De recente aanvallen van de Palestijnse militante groep Hamas op Israëlische soldaten en burgers hebben de wereld geschokt. En dat geldt ook voor de Israëlische reactie. De verrassingsaanval, die even onverschrokken als dodelijk was, heeft honderden slachtoffers geëist, met de vreselijke verwachting dat er nog veel meer doden zullen vallen nu het conflict lijkt te escaleren, nadat Israël officieel de oorlog heeft verklaard aan Hamas. Helaas is dit laatste conflict het zoveelste tragische hoofdstuk in de lange en bittere strijd tussen Arabieren en Israëliërs. Maar wat is de oorsprong van deze schijnbaar eindeloze vijandschap die duizenden mensen het leven heeft gekost en miljoenen mensen op de vlucht heeft gedreven?
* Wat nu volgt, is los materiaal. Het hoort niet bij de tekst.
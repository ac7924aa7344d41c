//! Frame type and notification reassembly.
//!
//! The BLE characteristic delivers notifications with no length prefix, and
//! a single frame may arrive split over several notifications or several
//! frames may share one. The only boundary signal is the `FF 55` header at
//! the start of a notification:
//!
//! ```text
//! notification:  [FF 55 01 01 ..]  [.. ..]  [.. ..]  [FF 55 01 01 ..]
//!                 \________ frame N _______/          \__ frame N+1 ..
//! ```
//!
//! A frame is therefore only complete once the next header-leading
//! notification arrives, or when the session is flushed.

use std::fmt;

use bytes::{Bytes, BytesMut};

use crate::constants::*;
use crate::types::MessageType;

/// An immutable, complete frame as exchanged with a meter.
#[derive(Clone, PartialEq, Eq, Hash)]
pub struct Frame(Bytes);

impl Frame {
    /// Wrap raw bytes as a frame. No validation is performed.
    pub fn new(bytes: impl Into<Bytes>) -> Self {
        Frame(bytes.into())
    }

    /// Parse a frame from a hex string (whitespace is ignored).
    pub fn from_hex(s: &str) -> Result<Self, hex::FromHexError> {
        let compact: String = s.chars().filter(|c| !c.is_whitespace()).collect();
        Ok(Frame(Bytes::from(hex::decode(compact)?)))
    }

    /// Get the underlying bytes.
    pub fn as_bytes(&self) -> &[u8] {
        &self.0
    }

    /// Consume the frame, returning its bytes.
    pub fn into_bytes(self) -> Bytes {
        self.0
    }

    /// Frame length in bytes.
    pub fn len(&self) -> usize {
        self.0.len()
    }

    /// Whether the frame is empty.
    pub fn is_empty(&self) -> bool {
        self.0.is_empty()
    }

    /// The declared message type, if the tag is present and known.
    pub fn message_type(&self) -> Option<MessageType> {
        self.0
            .get(OFFSET_MESSAGE_TYPE)
            .copied()
            .and_then(MessageType::from_code)
    }

    /// Upper-case hex rendering, as used in logs and the CLI.
    pub fn to_hex(&self) -> String {
        hex::encode_upper(&self.0)
    }
}

impl AsRef<[u8]> for Frame {
    fn as_ref(&self) -> &[u8] {
        &self.0
    }
}

impl fmt::Debug for Frame {
    fn fmt(&self, f: &mut fmt::Formatter<'_>) -> fmt::Result {
        write!(f, "Frame({})", self.to_hex())
    }
}

impl fmt::Display for Frame {
    fn fmt(&self, f: &mut fmt::Formatter<'_>) -> fmt::Result {
        f.write_str(&self.to_hex())
    }
}

/// Accumulates notification chunks into complete frames.
///
/// Holds only the fragments of the frame currently in flight. One assembler
/// belongs to one connection; clear it when the connection is re-established.
#[derive(Debug, Default)]
pub struct FrameAssembler {
    /// Bytes of the frame in flight.
    buffer: BytesMut,
    /// Number of chunks that make up `buffer`.
    fragments: usize,
}

impl FrameAssembler {
    /// Create a new, empty assembler.
    pub fn new() -> Self {
        FrameAssembler {
            buffer: BytesMut::with_capacity(REPORT_FRAME_SIZE * 2),
            fragments: 0,
        }
    }

    /// Feed one transport chunk.
    ///
    /// Returns the previously buffered frame when `chunk` starts a new one,
    /// or `None` if the chunk was appended to the frame in flight.
    pub fn feed(&mut self, chunk: &[u8]) -> Option<Frame> {
        if chunk.starts_with(&HEADER) {
            let completed = self.take();
            self.buffer.extend_from_slice(chunk);
            self.fragments = 1;
            return completed;
        }

        if chunk.is_empty() {
            return None;
        }

        if self.buffer.len() + chunk.len() > MAX_BUFFERED_BYTES {
            log::warn!(
                "discarding {} buffered bytes in {} fragments: no frame header within {} bytes",
                self.buffer.len() + chunk.len(),
                self.fragments + 1,
                MAX_BUFFERED_BYTES
            );
            self.clear();
            return None;
        }

        self.buffer.extend_from_slice(chunk);
        self.fragments += 1;
        None
    }

    /// Emit whatever is buffered as a final frame (end of session).
    pub fn flush(&mut self) -> Option<Frame> {
        self.take()
    }

    /// Number of buffered bytes.
    pub fn buffered_len(&self) -> usize {
        self.buffer.len()
    }

    /// Number of chunks making up the frame in flight.
    pub fn fragment_count(&self) -> usize {
        self.fragments
    }

    /// Drop the frame in flight.
    pub fn clear(&mut self) {
        self.buffer.clear();
        self.fragments = 0;
    }

    fn take(&mut self) -> Option<Frame> {
        if self.buffer.is_empty() {
            return None;
        }
        let frame = Frame(self.buffer.split().freeze());
        log::trace!("reassembled {} bytes from {} fragments", frame.len(), self.fragments);
        self.fragments = 0;
        Some(frame)
    }
}

#[cfg(test)]
mod tests {
    use super::*;

    const COMMAND: [u8; 10] = [0xFF, 0x55, 0x11, 0x01, 0x01, 0x00, 0x00, 0x00, 0x00, 0x57];

    #[test]
    fn test_first_chunk_emits_nothing() {
        let mut assembler = FrameAssembler::new();
        assert!(assembler.feed(&COMMAND).is_none());
        assert_eq!(assembler.buffered_len(), 10);
        assert_eq!(assembler.fragment_count(), 1);
    }

    #[test]
    fn test_frame_emitted_on_next_header() {
        let mut assembler = FrameAssembler::new();
        assert!(assembler.feed(&COMMAND[..4]).is_none());
        assert!(assembler.feed(&COMMAND[4..]).is_none());
        assert_eq!(assembler.fragment_count(), 2);

        let frame = assembler.feed(&HEADER).expect("should emit frame");
        assert_eq!(frame.as_bytes(), &COMMAND);
        assert_eq!(assembler.buffered_len(), 2);
    }

    #[test]
    fn test_flush_drains_tail() {
        let mut assembler = FrameAssembler::new();
        assembler.feed(&COMMAND);
        let frame = assembler.flush().expect("should flush frame");
        assert_eq!(frame.as_bytes(), &COMMAND);
        assert!(assembler.flush().is_none());
        assert_eq!(assembler.fragment_count(), 0);
    }

    #[test]
    fn test_headerless_start_is_kept_separate() {
        let mut assembler = FrameAssembler::new();
        assert!(assembler.feed(&[0x01, 0x02]).is_none());
        let stray = assembler.feed(&COMMAND).expect("stray bytes emitted");
        assert_eq!(stray.as_bytes(), &[0x01, 0x02]);
        assert_eq!(assembler.flush().expect("command").as_bytes(), &COMMAND);
    }

    #[test]
    fn test_single_ff_is_not_a_header() {
        let mut assembler = FrameAssembler::new();
        assembler.feed(&COMMAND[..9]);
        assert!(assembler.feed(&[0xFF]).is_none());
        assert_eq!(assembler.buffered_len(), 10);
    }

    #[test]
    fn test_overflow_discards_buffer() {
        let mut assembler = FrameAssembler::new();
        let junk = [0u8; 100];
        for _ in 0..5 {
            assembler.feed(&junk);
        }
        assert_eq!(assembler.buffered_len(), 500);
        assembler.feed(&junk);
        assert_eq!(assembler.buffered_len(), 0);
        assert!(assembler.flush().is_none());
    }

    #[test]
    fn test_clear() {
        let mut assembler = FrameAssembler::new();
        assembler.feed(&COMMAND);
        assembler.clear();
        assert_eq!(assembler.buffered_len(), 0);
        assert!(assembler.feed(&COMMAND).is_none());
    }

    #[test]
    fn test_frame_hex() {
        let frame = Frame::from_hex("ff55 1101 0100 0000 0057").expect("valid hex");
        assert_eq!(frame.as_bytes(), &COMMAND);
        assert_eq!(frame.to_hex(), "FF551101010000000057");
        assert_eq!(frame.message_type(), Some(MessageType::Command));
    }
}
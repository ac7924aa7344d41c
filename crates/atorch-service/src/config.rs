//! Service configuration.

use std::path::Path;
use std::time::Duration;

use atorch_packet::DEFAULT_CO2_FACTOR;
use serde::{Deserialize, Serialize};

use crate::error::{ServiceError, ServiceResult};

/// Configuration for a meter connection.
///
/// Every field has a default, so a YAML file only needs the keys it
/// changes.
#[derive(Debug, Clone, PartialEq, Serialize, Deserialize)]
#[serde(default)]
pub struct ServiceConfig {
    /// TCP address of the BLE-UART bridge.
    pub address: String,
    /// Grams of CO2 per milli-watt-hour.
    pub co2_factor: f64,
    /// Keep reconnecting after the bridge drops the connection.
    pub reconnect: bool,
    /// Delay between reconnect attempts, in milliseconds.
    pub retry_interval_ms: u64,
    /// Maximum bytes taken per transport read.
    pub read_buffer_size: usize,
}

impl Default for ServiceConfig {
    fn default() -> Self {
        ServiceConfig {
            address: "127.0.0.1:7777".to_string(),
            co2_factor: DEFAULT_CO2_FACTOR,
            reconnect: true,
            retry_interval_ms: 1000,
            read_buffer_size: 64,
        }
    }
}

impl ServiceConfig {
    /// Parse a configuration from YAML text.
    pub fn from_yaml_str(yaml: &str) -> ServiceResult<Self> {
        let config: ServiceConfig = serde_yaml::from_str(yaml)?;
        config.validate()?;
        Ok(config)
    }

    /// Load a configuration file.
    pub fn load(path: impl AsRef<Path>) -> ServiceResult<Self> {
        let text = std::fs::read_to_string(path)?;
        Self::from_yaml_str(&text)
    }

    /// Check that values are usable.
    pub fn validate(&self) -> ServiceResult<()> {
        if !self.co2_factor.is_finite() || self.co2_factor < 0.0 {
            return Err(ServiceError::InvalidConfig(format!(
                "co2_factor must be a non-negative number, got {}",
                self.co2_factor
            )));
        }
        if self.read_buffer_size == 0 {
            return Err(ServiceError::InvalidConfig(
                "read_buffer_size must be greater than zero".to_string(),
            ));
        }
        if self.address.is_empty() {
            return Err(ServiceError::InvalidConfig("address is empty".to_string()));
        }
        Ok(())
    }

    /// Delay between reconnect attempts.
    pub fn retry_interval(&self) -> Duration {
        Duration::from_millis(self.retry_interval_ms)
    }
}

#[cfg(test)]
mod tests {
    use super::*;

    #[test]
    fn test_partial_yaml_uses_defaults() {
        let config = ServiceConfig::from_yaml_str("address: 192.168.1.20:9000\nreconnect: false\n")
            .expect("valid config");
        assert_eq!(config.address, "192.168.1.20:9000");
        assert!(!config.reconnect);
        assert_eq!(config.co2_factor, DEFAULT_CO2_FACTOR);
        assert_eq!(config.retry_interval(), Duration::from_secs(1));
    }

    #[test]
    fn test_invalid_values_rejected() {
        assert!(matches!(
            ServiceConfig::from_yaml_str("co2_factor: -1.0"),
            Err(ServiceError::InvalidConfig(_))
        ));
        assert!(matches!(
            ServiceConfig::from_yaml_str("read_buffer_size: 0"),
            Err(ServiceError::InvalidConfig(_))
        ));
        assert!(matches!(
            ServiceConfig::from_yaml_str("reconnect: [1, 2]"),
            Err(ServiceError::Config(_))
        ));
    }
}
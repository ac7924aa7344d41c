//! Notification handling and command writes for one meter.

use atorch_packet::{validate, Frame, FrameAssembler, MessageType, Reading};
use parking_lot::Mutex;
use tokio::io::{AsyncWrite, AsyncWriteExt};
use tracing::{debug, trace, warn};

use crate::bridge::BridgeCodec;
use crate::config::ServiceConfig;
use crate::error::ServiceResult;
use crate::events::{EventHub, ServiceEvent, Subscription};

/// One meter session: reassembly state plus listeners.
///
/// Notifications must be fed in transport order. The reassembly buffer sits
/// behind a mutex, so a shared service serializes concurrent feeders, but
/// interleaving chunks from two streams still corrupts frames; use one
/// service per connection.
#[derive(Debug)]
pub struct AtorchService {
    assembler: Mutex<FrameAssembler>,
    events: EventHub,
    co2_factor: f64,
}

impl AtorchService {
    /// Create a service using the configured CO2 factor.
    pub fn new(config: &ServiceConfig) -> Self {
        Self::with_co2_factor(config.co2_factor)
    }

    /// Create a service with an explicit CO2 factor.
    pub fn with_co2_factor(co2_factor: f64) -> Self {
        AtorchService {
            assembler: Mutex::new(FrameAssembler::new()),
            events: EventHub::new(),
            co2_factor,
        }
    }

    /// Register a listener for all service events.
    pub fn subscribe<F>(&self, listener: F) -> Subscription
    where
        F: Fn(&ServiceEvent) + Send + Sync + 'static,
    {
        self.events.subscribe(listener)
    }

    /// Handle one raw notification from the transport.
    pub fn handle_notification(&self, chunk: &[u8]) {
        trace!(len = chunk.len(), "notification");
        let completed = self.assembler.lock().feed(chunk);
        if let Some(frame) = completed {
            self.emit_frame(frame);
        }
    }

    /// Flush the frame in flight at the end of a session.
    pub fn finish(&self) {
        let completed = self.assembler.lock().flush();
        if let Some(frame) = completed {
            self.emit_frame(frame);
        }
    }

    /// Record a connection state change.
    ///
    /// A fresh connection starts with an empty reassembly buffer so that
    /// fragments from the previous link never join a new frame.
    pub fn set_connected(&self, connected: bool) {
        if connected {
            self.assembler.lock().clear();
        }
        self.events.emit(&ServiceEvent::Connected(connected));
    }

    /// Validate a command frame and write it to the bridge as one
    /// length-prefixed record.
    ///
    /// The write does not touch reassembly state, so dropping the returned
    /// future mid-write leaves decoding unaffected.
    pub async fn send_command<W>(&self, writer: &mut W, frame: &Frame) -> ServiceResult<()>
    where
        W: AsyncWrite + Unpin,
    {
        validate(frame.as_bytes(), MessageType::Command)?;
        debug!(frame = %frame, "sending command");
        writer.write_all(&BridgeCodec::encode(frame.as_bytes())).await?;
        writer.flush().await?;
        Ok(())
    }

    /// The CO2 factor applied to decoded readings.
    pub fn co2_factor(&self) -> f64 {
        self.co2_factor
    }

    fn emit_frame(&self, frame: Frame) {
        debug!(frame = %frame, "block");
        match Reading::decode(frame.as_bytes(), self.co2_factor) {
            Ok(reading) => self.events.emit(&ServiceEvent::Packet(reading)),
            Err(error) => {
                warn!(frame = %frame, %error, "discarding undecodable frame");
                self.events.emit(&ServiceEvent::Wrong { frame, error });
            }
        }
    }
}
Klik door voor een beter begrip van het huidige conflict tussen Israël en Hamas.
De Balfour-verklaring was een verklaring die door de Britse regering op 2 november 1917 werd uitgegeven, waarin ze haar steun uitsprak voor "de stichting van een nationaal tehuis voor het Joodse volk in Palestina".
De publieke verklaring werd afgelegd door Arthur Balfour, de toenmalige Britse minister van Buitenlandse Zaken onder premier Lloyd George. De brief was gericht aan Lionel Walter Rothschild, een prominent lid van de Joodse gemeenschap in Groot-Brittannië, en bestond uit slechts 67 woorden, maar de inhoud had een turbulent effect op Palestina, wat vandaag de dag nog steeds voelbaar is.
De inhoud van de brief onthulde ook de wens van de regering "dat niets zal worden ondernomen dat de burgerlijke en godsdienstige rechten van niet-Joodse gemeenschappen in Palestina zou kunnen aantasten, of de rechten en de politieke status die Joden genieten in enig ander land".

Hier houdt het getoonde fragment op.